Principles and pitfalls in coronary vasomotor function testing.

机构信息

Department of Clinical and Experimental Cardiology, Amsterdam UMC, Heart Center, Amsterdam Cardiovascular Sciences, Amsterdam, the Netherlands.

Department of Cardiology, Robert-Bosch-Krankenhaus, Stuttgart, Germany.

出版信息

EuroIntervention. 2022 Feb 18;17(15):1271-1280. doi: 10.4244/EIJ-D-21-00402.

DOI:10.4244/EIJ-D-21-00402
Abstract

BACKGROUND

Coronary vasomotor dysfunction can be diagnosed in a large proportion of patients with angina in the presence of non-obstructive coronary artery disease (ANOCA) using comprehensive protocols for coronary vasomotor function testing (CFT). Although consensus on diagnostic criteria for endotypes of coronary vasomotor dysfunction has been published, consensus on a standardised study testing protocol is lacking.

AIMS

In this review we provide an overview of the variations in CFT used and discuss the practical principles and pitfalls of CFT.

METHODS

For the purposes of this review, we assessed study protocols that evaluate coronary vasomotor response as reported in the literature.
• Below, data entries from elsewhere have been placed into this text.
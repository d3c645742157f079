//! 合并与计划输出的不变量测试

use di_abstractions::{
    BaseReference, ComponentDeclaration, ComponentFlags, ConditionDeclaration, DependencyOrigin, Exposure,
    FindingKind, InstanceSharing,
};
use di_impl_integration_tests::{analyze, ty};
use infrastructure_common::{ComponentId, Lifetime};
use std::collections::BTreeSet;

fn chain() -> Vec<ComponentDeclaration> {
    vec![
        ComponentDeclaration::new("A")
            .with_flags(ComponentFlags::abstract_base())
            .with_bulk([ty("IA1"), ty("IA2")]),
        ComponentDeclaration::new("B")
            .with_base(BaseReference::new("A"))
            .with_flags(ComponentFlags::abstract_base())
            .with_field(ty("IB1"))
            .with_bulk([ty("IB2")]),
        ComponentDeclaration::new("C")
            .with_base(BaseReference::new("B"))
            .with_lifetime(Lifetime::Scoped)
            .with_bulk([ty("IC1")]),
    ]
}

/// 一个较大的目录，覆盖诊断的各个来源
fn mixed_catalog() -> Vec<ComponentDeclaration> {
    let mut declarations = chain();
    declarations.extend([
        ComponentDeclaration::new("Cache")
            .with_lifetime(Lifetime::Singleton)
            .with_field(ty("ISession")),
        ComponentDeclaration::new("Session")
            .with_lifetime(Lifetime::Scoped)
            .with_contract(ty("ISession"))
            .with_exposure(Exposure::AllContracts)
            .with_bulk([ty("IClock"), ty("IClock")])
            .excluding(ty("IMissing")),
        ComponentDeclaration::new("Feature")
            .with_lifetime(Lifetime::Transient)
            .with_condition(ConditionDeclaration::new().allow_environment("Dev").deny_environment("dev")),
        ComponentDeclaration::new("Ping")
            .with_lifetime(Lifetime::Scoped)
            .with_contract(ty("IPing"))
            .with_exposure(Exposure::AllContracts)
            .with_field(ty("IPong")),
        ComponentDeclaration::new("Pong")
            .with_lifetime(Lifetime::Scoped)
            .with_contract(ty("IPong"))
            .with_exposure(Exposure::AllContracts)
            .with_field(ty("IPing")),
        ComponentDeclaration::new("Shared")
            .with_lifetime(Lifetime::Singleton)
            .with_contract(ty("I1"))
            .with_contract(ty("I2"))
            .with_exposure(Exposure::AllContracts)
            .with_sharing(InstanceSharing::Shared),
    ]);
    declarations
}

#[test]
fn test_repeated_runs_are_identical() {
    let (first, first_sink) = analyze(mixed_catalog());
    let (second, second_sink) = analyze(mixed_catalog());

    assert_eq!(first, second);
    assert_eq!(first_sink, second_sink);
    assert_eq!(
        serde_json::to_string(&first).unwrap(),
        serde_json::to_string(&second).unwrap()
    );
    assert_eq!(
        serde_json::to_string(first_sink.findings()).unwrap(),
        serde_json::to_string(second_sink.findings()).unwrap()
    );

    // 目录覆盖了每一种非结构性诊断
    for kind in [
        FindingKind::RedundancyWarning,
        FindingKind::LifetimeViolation,
        FindingKind::ConditionContradiction,
        FindingKind::UnnecessaryExclusion,
        FindingKind::CycleWarning,
    ] {
        assert!(!first_sink.of_kind(kind).is_empty(), "缺少 {kind:?}");
    }
}

#[test]
fn test_declaration_order_does_not_change_output() {
    let (forward, forward_sink) = analyze(mixed_catalog());
    let mut reversed = mixed_catalog();
    reversed.reverse();
    let (backward, backward_sink) = analyze(reversed);

    assert_eq!(forward, backward);
    assert_eq!(forward_sink, backward_sink);
}

#[test]
fn test_descendant_list_extends_ancestor_lists() {
    let (output, sink) = analyze(chain());
    assert!(sink.findings().is_empty());

    let a = output.flattened_types(&ComponentId::new("A"));
    let b = output.flattened_types(&ComponentId::new("B"));
    let c = output.flattened_types(&ComponentId::new("C"));

    assert_eq!(a, vec!["IA1", "IA2"]);
    assert_eq!(b, vec!["IA1", "IA2", "IB2", "IB1"]);
    assert_eq!(c, vec!["IA1", "IA2", "IB2", "IB1", "IC1"]);
    assert!(c.starts_with(&a));
    assert!(c.starts_with(&b));

    let declared_by: Vec<&str> = output.flattened[&ComponentId::new("C")]
        .iter()
        .map(|entry| entry.declared_by.as_str())
        .collect();
    assert_eq!(declared_by, vec!["A", "A", "B", "B", "C"]);
}

#[test]
fn test_each_type_appears_once_per_component() {
    let declarations = vec![
        ComponentDeclaration::new("Root")
            .with_flags(ComponentFlags::abstract_base())
            .with_bulk([ty("IClock"), ty("ILogger"), ty("IClock")])
            .with_field(ty("ILogger")),
        ComponentDeclaration::new("Mid")
            .with_base(BaseReference::new("Root"))
            .with_flags(ComponentFlags::abstract_base())
            .with_bulk([ty("IClock")])
            .with_bulk([ty("IClock"), ty("IStore")])
            .with_field(ty("IStore")),
        ComponentDeclaration::new("Leaf")
            .with_base(BaseReference::new("Mid"))
            .with_lifetime(Lifetime::Transient)
            .with_field(ty("IClock"))
            .with_field(ty("IClock"))
            .with_bulk([ty("ILogger"), ty("IStore"), ty("IQueue")]),
    ];

    let (output, sink) = analyze(declarations);

    for (id, entries) in &output.flattened {
        let unique: BTreeSet<String> = entries.iter().map(|entry| entry.type_ref().to_string()).collect();
        assert_eq!(unique.len(), entries.len(), "{id} 的展开列表中有重复类型");
    }
    assert_eq!(
        output.flattened_types(&ComponentId::new("Leaf")),
        vec!["IClock", "ILogger", "IStore", "IQueue"]
    );
    assert!(!sink.of_kind(FindingKind::RedundancyWarning).is_empty());
}

#[test]
fn test_field_declaration_wins_over_bulk() {
    let declarations = vec![ComponentDeclaration::new("Service")
        .with_lifetime(Lifetime::Scoped)
        .with_bulk([ty("IClock"), ty("IStore")])
        .with_field(ty("IClock"))];

    let (output, sink) = analyze(declarations);

    let conflicts = sink.of_kind(FindingKind::ConflictWarning);
    assert_eq!(conflicts.len(), 1);
    assert_eq!(sink.findings().len(), 1);

    let entries = &output.flattened[&ComponentId::new("Service")];
    let clock: Vec<_> = entries
        .iter()
        .filter(|entry| entry.type_ref().to_string() == "IClock")
        .collect();
    assert_eq!(clock.len(), 1);
    assert_eq!(clock[0].spec.origin, DependencyOrigin::FieldDeclared);
}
We compared these protocols regarding a number of procedural aspects and chose six examples to highlight the differences and uniqueness.

RESULTS

Currently, numerous protocols co-exist and vary in vascular domains tested, the manner in which to test these domains (e.g., preprocedural discontinuation of medication, provocative agent, solution, infusion time, and target artery) and techniques used for measurements (e.g., Doppler vs thermodilution technique).

CONCLUSIONS

This lack of consensus on a uniform functional testing protocol hampers both a broader clinical acceptance of the concepts of coronary vasomotor dysfunction, and the widespread adoption of such testing protocols in current clinical practice. Furthermore, the endotype of coronary vasomotor dysfunction might differ among the few specialised centres that perform CFT as a result of the use of different protocols.

摘要

背景

在存在非阻塞性冠状动脉疾病(ANOCA)的情况下,使用综合的冠状动脉血管舒缩功能测试(CFT)方案,可以在很大一部分心绞痛患者中诊断出冠状动脉血管舒缩功能障碍。尽管已经发表了关于冠状动脉血管舒缩功能障碍内型的诊断标准共识,但缺乏标准化研究测试方案的共识。

目的

在这篇综述中,我们概述了所使用的 CFT 的变化,并讨论了 CFT 的实际原则和陷阱。

方法

为了进行本次综述,我们评估了文献中报道的评估冠状动脉血管舒缩反应的研究方案。我们比较了这些方案在多个程序方面,并选择了六个示例来突出差异和独特性。

结果

目前,有许多方案同时存在,在测试的血管域、测试这些域的方式(例如,术前停药、激发剂、溶液、输注时间和靶动脉)以及用于测量的技术(例如,多普勒与热稀释技术)方面存在差异。

结论

缺乏统一的功能测试方案的共识,既阻碍了冠状动脉血管舒缩功能障碍概念的更广泛临床接受,也阻碍了此类测试方案在当前临床实践中的广泛应用。此外,由于使用不同的方案,进行 CFT 的少数专门中心之间的冠状动脉血管舒缩功能障碍内型可能存在差异。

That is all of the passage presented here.